Célia Baroni
De Londrina
A Companhia de Habitação (Cohab) de Londrina não vai mais aceitar ‘‘malandragens’’ de mutuários. A companhia só vai ser mais flexível e negociar alternativas com quem justificar a inadimplência e comprovar que não tem renda suficiente para pagar o valor da prestação. ‘‘Estes casos serão estudados um a um com o apoio da setor de ação social da companhia’’, frisa o presidente da companhia, Assad Janani.
Um exemplo que deverá ser avaliado pela Cohab-Ld é o da dona de casa Maria Francisca da Silva. Separada há quatro anos, ela cuida de quatro filhos, dois deles com problemas físicos e mentais - Renato, de 10 anos teve paralisia cerebral e Júlio Cesar, de 12 anos, sofre de hiperatividade. Há 48 meses ela não paga nenhuma prestação da casa onde mora, no Conjunto Maria Cecília (zona norte).
‘‘Sem poder trabalhar com regularidade, ultimamente tenho tido que escolher entre dar de comer para os meus filhos e pagar as prestações’’, afirma desconsolada. Renato é atendido na Apae, onde estuda meio período e precisa fazer fisioterapia duas vezes por semana. Júlio César necessita de atenção constante para evitar que se envolva em perigos e arrisque a vida em ações impensadas. Já colocou fogo na casa e vive fugindo de casa para correr atrás dos cavalos. Os dois já atearam fogo na casa em mais de três circunstâncias.

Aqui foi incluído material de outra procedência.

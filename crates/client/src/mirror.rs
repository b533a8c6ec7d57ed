use std::any::Any;

use glam::Vec3;
use rigelnet::sync::{ProxyHost, ProxyRuntime};
use rigelnet::{ExtractError, Packet, SyncFlags, SyncId, SynchronizedObject, SynchronizedObjectRegistry};

pub const ORBITER_KIND: u32 = 1;

/// Client-side copy of a server orbiter.
#[derive(Debug, Default)]
pub struct OrbiterProxy {
    pub position: Vec3,
    pub radius: f32,
    pub angular_speed: f32,
    pub updates: u32,
    pub active: bool,
}

impl SynchronizedObject for OrbiterProxy {
    fn kind(&self) -> u32 {
        ORBITER_KIND
    }

    fn pack_state(&self, _flags: SyncFlags, _out: &mut Packet) {}

    fn apply_state(&mut self, state: &mut Packet, flags: SyncFlags, _delay_steps: u32) -> Result<(), ExtractError> {
        let (x, y, z) = state.extract::<(f32, f32, f32)>()?;
        self.position = Vec3::new(x, y, z);
        if flags.contains(SyncFlags::FULL_STATE) {
            let (radius, angular_speed) = state.extract::<(f32, f32)>()?;
            self.radius = radius;
            self.angular_speed = angular_speed;
        }
        self.updates += 1;
        self.active = true;
        Ok(())
    }

    fn deactivate_in(&mut self, _delay_steps: u32) {
        self.active = false;
    }

    fn as_any(&self) -> &dyn Any {
        self
    }

    fn as_any_mut(&mut self) -> &mut dyn Any {
        self
    }
}

/// Builds proxies and keeps destroyed ones around until their delay runs out.
#[derive(Default)]
pub struct Spawner {
    retiring: Vec<(Box<dyn SynchronizedObject>, u32)>,
    pub created: u64,
    pub destroyed: u64,
}

impl Spawner {
    pub fn step(&mut self) {
        let before = self.retiring.len();
        self.retiring.retain_mut(|(_, steps)| {
            *steps = steps.saturating_sub(1);
            *steps > 0
        });
        self.destroyed += (before - self.retiring.len()) as u64;
    }

    pub fn retiring(&self) -> usize {
        self.retiring.len()
    }
}

impl ProxyRuntime for Spawner {
    fn create_proxy(&mut self, kind: u32, id: SyncId) -> Option<Box<dyn SynchronizedObject>> {
        if kind != ORBITER_KIND {
            log::warn!("Server sent object {} of unknown kind {}", id, kind);
            return None;
        }
        self.created += 1;
        Some(Box::new(OrbiterProxy::default()))
    }

    fn destroy_proxy(&mut self, object: Box<dyn SynchronizedObject>, delay_steps: u32) {
        if delay_steps == 0 {
            self.destroyed += 1;
        } else {
            self.retiring.push((object, delay_steps));
        }
    }
}

/// Client user data: the proxy registry plus the runtime that owns
/// retiring proxies.
pub struct Mirror {
    pub objects: SynchronizedObjectRegistry,
    pub spawner: Spawner,
}

impl Mirror {
    pub fn new(default_delay_steps: u32) -> Self {
        Self {
            objects: SynchronizedObjectRegistry::new(default_delay_steps),
            spawner: Spawner::default(),
        }
    }

    pub fn orbiters(&self) -> impl Iterator<Item = (SyncId, &OrbiterProxy)> {
        self.objects
            .ids()
            .filter_map(|id| self.objects.object_as::<OrbiterProxy>(id).map(|o| (id, o)))
    }
}

impl ProxyHost for Mirror {
    fn sync_parts(&mut self) -> (&mut SynchronizedObjectRegistry, &mut dyn ProxyRuntime) {
        (&mut self.objects, &mut self.spawner)
    }
}

#[cfg(test)]
mod tests {
    use super::*;

    #[test]
    fn test_full_state_sets_orbit() {
        let mut proxy = OrbiterProxy::default();
        let mut state = Packet::new();
        state.append(&(1.0f32, 2.0f32, 3.0f32)).append(&(9.0f32, 0.5f32));

        proxy.apply_state(&mut state, SyncFlags::FULL_STATE, 0).unwrap();
        assert_eq!(proxy.position, Vec3::new(1.0, 2.0, 3.0));
        assert_eq!(proxy.radius, 9.0);
        assert!(proxy.active);
    }

    #[test]
    fn test_truncated_state_is_an_error() {
        let mut proxy = OrbiterProxy::default();
        let mut state = Packet::new();
        state.append(&1.0f32);
        assert!(proxy.apply_state(&mut state, SyncFlags::empty(), 0).is_err());
    }

    #[test]
    fn test_retiring_proxies_wait_out_their_delay() {
        let mut spawner = Spawner::default();
        spawner.destroy_proxy(Box::new(OrbiterProxy::default()), 2);
        spawner.destroy_proxy(Box::new(OrbiterProxy::default()), 0);
        assert_eq!(spawner.destroyed, 1);
        assert_eq!(spawner.retiring(), 1);

        spawner.step();
        assert_eq!(spawner.retiring(), 1);
        spawner.step();
        assert_eq!(spawner.retiring(), 0);
        assert_eq!(spawner.destroyed, 2);
    }
}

No ano passado, diz, ela teve que optar pelo trabalho. ‘‘Meu marido atrasou a pensão e não tínhamos outro jeito de sobreviver’’, diz. Conta que começou a passar roupa e fazer faxina para casas próximas à sua, mas teve de deixar Renato sem fazer a fisioterapia. ‘‘Os membros dele sofreram uma atrofia. Não sei mais o que fazer. Se trabalho, meus filhos ficam sem assistência. Se fico em casa não tenho como garantir o alimento deles. Agora tenho medo de perder a casa’’, desespera-se.
O problema da dona de casa se agravou porque foram feitas mudanças no contrato (refinanciamentos) nos últimos 16 anos, elevando a prestação de R$ 10,00 para quase R$ 70,00. Há quatro anos a companhia não recebe nenhuma prestação do imóvel, que soma uma dívida de R$ 1.486,00. A cada alteração do contrato o mutuário joga a dívida acumulada para o final do contrato aumentando o resíduo. Oficialmente fica em dia com as prestações, mas aumenta a prestação. Maria da Silva afirma que foi o marido quem pediu os refinanciamentos e que ele havia se comprometido a pagar as prestações e colocar em dia a dívida com a Cohab. Mas não fez.
Mesmo no caso de Maria da Silva, a Cohab não vai aceitar prorrogação do débito. Assad Jannani, afirma que não será mais concedido benefício aos mutuários que têm um histórico de não cumprir os novos contratos. ‘‘No caso desta dona de casa, basta ela vir a Cohab para negociarmos uma forma de ela voltar a pagar as prestações. Só não podemos aceitar que ela continue não pagando nada como vem fazendo’’, disse.
Jannani explica que muitos mutuários de imóveis que não têm resíduo, usam a novação (refinanciamento) do contrato para perpetuar sua dívida com o sistema. O golpe consiste em acumular as prestações para depois pedir a novação mediante o pagamento de uma ou duas prestações. O mutuário repete o processo até o fim do prazo do contrato confiando que não perderá a casa e que a dívida será quitada pelo seguro (80%) e pela Cohab (20%).
‘‘Não vamos mais aceitar fazer de conta que o mutuário pagou ou fazer de conta de que recebemos. Ou eles colocam suas dívidas em dia e começam a pagar as prestações ou ficarão sem o imóvel’’, diz Jannani. Irredutível, ele explica que este tipo de ‘‘golpe’’ é praticado por cerca de 20% dos mais de 6 mil inadimplentes - no total a Cohab tem 35 mil mutuários. Desde que começou o Programa de Execução Seletiva dos inadimplentes, a Cohab aumentou sua arrecadação de R$ 11.785,00 (junho), para R$ 39 mil (em julho).